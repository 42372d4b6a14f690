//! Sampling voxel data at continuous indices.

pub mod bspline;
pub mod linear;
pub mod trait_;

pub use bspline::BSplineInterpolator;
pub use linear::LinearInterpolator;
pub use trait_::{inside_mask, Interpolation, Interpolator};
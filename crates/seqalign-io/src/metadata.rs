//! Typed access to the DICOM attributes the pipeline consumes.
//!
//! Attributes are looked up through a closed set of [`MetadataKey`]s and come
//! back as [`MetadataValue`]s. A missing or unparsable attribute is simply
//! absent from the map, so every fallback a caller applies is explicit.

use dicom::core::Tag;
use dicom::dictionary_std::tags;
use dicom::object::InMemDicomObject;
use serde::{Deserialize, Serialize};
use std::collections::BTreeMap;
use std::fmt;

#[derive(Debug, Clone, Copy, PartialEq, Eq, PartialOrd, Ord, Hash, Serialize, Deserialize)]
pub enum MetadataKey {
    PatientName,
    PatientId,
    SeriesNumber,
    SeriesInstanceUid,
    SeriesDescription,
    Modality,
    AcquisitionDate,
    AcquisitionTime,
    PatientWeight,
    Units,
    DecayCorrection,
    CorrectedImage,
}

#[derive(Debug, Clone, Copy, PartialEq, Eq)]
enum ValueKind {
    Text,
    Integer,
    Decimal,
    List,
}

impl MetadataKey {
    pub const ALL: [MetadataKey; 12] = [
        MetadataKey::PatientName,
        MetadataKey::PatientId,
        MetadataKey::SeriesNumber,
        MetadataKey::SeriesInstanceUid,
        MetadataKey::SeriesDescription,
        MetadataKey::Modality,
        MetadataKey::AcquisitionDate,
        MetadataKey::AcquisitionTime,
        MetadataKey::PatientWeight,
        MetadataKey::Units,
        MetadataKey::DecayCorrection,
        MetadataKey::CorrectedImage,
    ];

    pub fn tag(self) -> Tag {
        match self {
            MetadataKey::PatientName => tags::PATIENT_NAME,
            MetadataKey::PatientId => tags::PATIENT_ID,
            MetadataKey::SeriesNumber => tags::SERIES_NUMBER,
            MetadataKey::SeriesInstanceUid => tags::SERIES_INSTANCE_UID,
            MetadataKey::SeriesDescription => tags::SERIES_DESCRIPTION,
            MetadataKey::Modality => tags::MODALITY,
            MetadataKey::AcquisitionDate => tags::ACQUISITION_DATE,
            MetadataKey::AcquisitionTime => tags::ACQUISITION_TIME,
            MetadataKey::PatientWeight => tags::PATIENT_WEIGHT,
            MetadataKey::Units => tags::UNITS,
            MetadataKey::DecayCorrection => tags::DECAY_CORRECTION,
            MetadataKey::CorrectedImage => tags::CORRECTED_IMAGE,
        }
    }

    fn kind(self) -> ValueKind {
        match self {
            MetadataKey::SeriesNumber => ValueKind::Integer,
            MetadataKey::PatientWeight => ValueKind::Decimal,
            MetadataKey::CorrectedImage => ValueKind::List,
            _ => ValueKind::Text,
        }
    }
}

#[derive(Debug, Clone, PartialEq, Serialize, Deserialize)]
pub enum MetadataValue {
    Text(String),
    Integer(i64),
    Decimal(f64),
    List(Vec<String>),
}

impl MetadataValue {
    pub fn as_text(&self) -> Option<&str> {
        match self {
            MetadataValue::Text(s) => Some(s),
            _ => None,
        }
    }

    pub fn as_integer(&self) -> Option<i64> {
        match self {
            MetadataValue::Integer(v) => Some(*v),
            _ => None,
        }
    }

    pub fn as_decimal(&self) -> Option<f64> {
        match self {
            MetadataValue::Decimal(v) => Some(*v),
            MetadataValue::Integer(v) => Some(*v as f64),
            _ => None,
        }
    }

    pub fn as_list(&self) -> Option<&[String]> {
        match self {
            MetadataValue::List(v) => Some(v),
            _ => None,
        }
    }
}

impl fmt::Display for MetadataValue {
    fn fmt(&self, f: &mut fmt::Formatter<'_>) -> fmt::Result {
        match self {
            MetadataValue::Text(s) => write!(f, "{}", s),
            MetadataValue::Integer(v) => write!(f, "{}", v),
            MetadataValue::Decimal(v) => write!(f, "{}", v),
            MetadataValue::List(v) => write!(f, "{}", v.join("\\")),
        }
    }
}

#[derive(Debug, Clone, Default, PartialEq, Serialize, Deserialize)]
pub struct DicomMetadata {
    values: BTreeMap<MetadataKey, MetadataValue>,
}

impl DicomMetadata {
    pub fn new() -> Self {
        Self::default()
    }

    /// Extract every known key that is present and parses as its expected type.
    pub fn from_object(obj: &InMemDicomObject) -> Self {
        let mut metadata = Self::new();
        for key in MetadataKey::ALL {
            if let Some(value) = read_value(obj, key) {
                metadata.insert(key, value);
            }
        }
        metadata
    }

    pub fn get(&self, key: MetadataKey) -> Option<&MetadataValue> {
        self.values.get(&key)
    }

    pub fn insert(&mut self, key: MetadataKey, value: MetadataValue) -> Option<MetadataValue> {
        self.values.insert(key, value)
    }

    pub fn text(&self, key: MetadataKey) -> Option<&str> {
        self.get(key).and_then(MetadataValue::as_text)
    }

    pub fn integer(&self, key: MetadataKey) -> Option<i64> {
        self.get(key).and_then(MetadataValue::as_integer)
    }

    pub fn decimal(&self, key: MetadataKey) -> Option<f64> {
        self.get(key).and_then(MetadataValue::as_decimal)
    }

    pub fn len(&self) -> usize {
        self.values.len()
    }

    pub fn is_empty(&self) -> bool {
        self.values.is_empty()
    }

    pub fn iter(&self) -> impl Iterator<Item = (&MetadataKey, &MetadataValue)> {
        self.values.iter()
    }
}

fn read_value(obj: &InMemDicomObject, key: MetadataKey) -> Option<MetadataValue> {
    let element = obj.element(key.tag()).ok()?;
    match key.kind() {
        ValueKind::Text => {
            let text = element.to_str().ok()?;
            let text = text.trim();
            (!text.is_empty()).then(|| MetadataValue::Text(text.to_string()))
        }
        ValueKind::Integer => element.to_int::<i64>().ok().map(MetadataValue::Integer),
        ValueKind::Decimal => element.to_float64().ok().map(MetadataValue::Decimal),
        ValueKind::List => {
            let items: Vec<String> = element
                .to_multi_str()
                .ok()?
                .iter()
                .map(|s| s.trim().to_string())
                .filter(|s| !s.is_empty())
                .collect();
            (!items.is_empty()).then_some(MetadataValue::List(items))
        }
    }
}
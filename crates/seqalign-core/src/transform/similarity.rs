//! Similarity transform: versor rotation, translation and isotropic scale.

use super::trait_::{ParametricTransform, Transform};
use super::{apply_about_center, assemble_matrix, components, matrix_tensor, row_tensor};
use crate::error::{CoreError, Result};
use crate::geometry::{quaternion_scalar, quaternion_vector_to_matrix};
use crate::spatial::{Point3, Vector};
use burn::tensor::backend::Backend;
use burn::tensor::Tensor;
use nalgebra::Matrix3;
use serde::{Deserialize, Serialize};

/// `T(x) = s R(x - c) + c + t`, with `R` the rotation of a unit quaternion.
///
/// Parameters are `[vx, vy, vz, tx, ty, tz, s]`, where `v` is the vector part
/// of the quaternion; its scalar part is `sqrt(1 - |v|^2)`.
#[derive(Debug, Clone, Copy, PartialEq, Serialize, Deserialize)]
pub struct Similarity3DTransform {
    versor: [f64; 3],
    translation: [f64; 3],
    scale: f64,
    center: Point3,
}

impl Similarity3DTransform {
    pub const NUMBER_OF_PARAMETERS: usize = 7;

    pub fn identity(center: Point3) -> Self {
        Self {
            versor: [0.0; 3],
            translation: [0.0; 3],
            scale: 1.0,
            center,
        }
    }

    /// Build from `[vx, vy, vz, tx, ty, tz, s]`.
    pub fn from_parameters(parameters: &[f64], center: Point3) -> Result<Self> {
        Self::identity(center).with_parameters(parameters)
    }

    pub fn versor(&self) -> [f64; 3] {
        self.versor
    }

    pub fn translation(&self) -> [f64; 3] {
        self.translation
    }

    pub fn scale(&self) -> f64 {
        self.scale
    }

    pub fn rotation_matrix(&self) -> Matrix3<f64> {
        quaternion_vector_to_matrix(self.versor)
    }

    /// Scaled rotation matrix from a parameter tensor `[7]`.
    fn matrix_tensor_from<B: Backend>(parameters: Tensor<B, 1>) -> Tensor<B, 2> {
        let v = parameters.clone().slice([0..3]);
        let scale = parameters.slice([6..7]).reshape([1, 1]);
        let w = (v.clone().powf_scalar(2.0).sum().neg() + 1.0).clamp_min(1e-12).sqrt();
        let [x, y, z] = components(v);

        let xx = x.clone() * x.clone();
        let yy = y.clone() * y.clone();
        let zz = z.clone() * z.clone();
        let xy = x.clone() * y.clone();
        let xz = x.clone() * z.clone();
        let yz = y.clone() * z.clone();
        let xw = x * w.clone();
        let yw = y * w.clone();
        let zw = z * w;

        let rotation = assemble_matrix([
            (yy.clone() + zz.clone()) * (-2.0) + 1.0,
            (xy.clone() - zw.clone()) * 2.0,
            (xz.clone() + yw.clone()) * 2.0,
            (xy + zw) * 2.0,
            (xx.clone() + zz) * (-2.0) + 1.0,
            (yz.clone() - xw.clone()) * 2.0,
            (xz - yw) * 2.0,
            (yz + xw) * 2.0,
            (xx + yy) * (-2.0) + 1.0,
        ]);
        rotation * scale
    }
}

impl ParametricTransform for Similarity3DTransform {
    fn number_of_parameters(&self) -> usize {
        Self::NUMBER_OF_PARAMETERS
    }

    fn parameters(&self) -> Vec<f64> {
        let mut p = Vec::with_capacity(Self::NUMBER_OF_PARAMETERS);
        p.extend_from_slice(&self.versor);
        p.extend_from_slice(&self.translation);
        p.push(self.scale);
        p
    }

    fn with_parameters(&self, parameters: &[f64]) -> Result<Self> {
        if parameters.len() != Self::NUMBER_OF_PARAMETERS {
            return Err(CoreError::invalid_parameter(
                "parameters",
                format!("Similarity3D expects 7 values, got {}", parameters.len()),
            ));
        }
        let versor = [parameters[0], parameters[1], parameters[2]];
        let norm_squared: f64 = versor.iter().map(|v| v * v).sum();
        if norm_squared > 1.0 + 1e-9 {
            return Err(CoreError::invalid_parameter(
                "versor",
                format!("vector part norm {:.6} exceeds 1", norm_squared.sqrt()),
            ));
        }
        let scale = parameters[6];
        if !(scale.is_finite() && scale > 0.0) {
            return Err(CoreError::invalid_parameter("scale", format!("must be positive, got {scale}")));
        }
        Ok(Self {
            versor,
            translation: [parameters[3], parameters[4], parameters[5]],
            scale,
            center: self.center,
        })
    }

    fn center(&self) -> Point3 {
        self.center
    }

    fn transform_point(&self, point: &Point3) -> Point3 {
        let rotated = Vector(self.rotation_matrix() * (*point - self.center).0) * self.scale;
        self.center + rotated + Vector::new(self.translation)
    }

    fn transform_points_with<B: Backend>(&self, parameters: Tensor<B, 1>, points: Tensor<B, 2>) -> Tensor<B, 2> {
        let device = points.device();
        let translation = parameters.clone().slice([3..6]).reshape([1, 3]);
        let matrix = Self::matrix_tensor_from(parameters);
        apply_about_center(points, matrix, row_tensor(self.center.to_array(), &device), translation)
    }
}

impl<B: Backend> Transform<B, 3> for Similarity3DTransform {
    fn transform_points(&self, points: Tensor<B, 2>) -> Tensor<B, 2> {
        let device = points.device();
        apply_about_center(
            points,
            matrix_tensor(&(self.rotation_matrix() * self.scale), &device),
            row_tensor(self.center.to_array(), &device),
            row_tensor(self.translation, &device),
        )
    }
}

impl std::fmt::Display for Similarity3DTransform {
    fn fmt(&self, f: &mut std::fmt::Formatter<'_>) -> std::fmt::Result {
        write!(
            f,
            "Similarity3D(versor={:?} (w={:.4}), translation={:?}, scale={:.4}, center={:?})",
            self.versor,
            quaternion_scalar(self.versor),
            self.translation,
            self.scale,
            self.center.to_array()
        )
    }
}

::::

*What to produce:*
Reproduce every line of the material above that has the string "PatientWeight".

*Solved problem:*
    PatientWeight,
        MetadataKey::PatientWeight,
            MetadataKey::PatientWeight => tags::PATIENT_WEIGHT,
            MetadataKey::PatientWeight => ValueKind::Decimal,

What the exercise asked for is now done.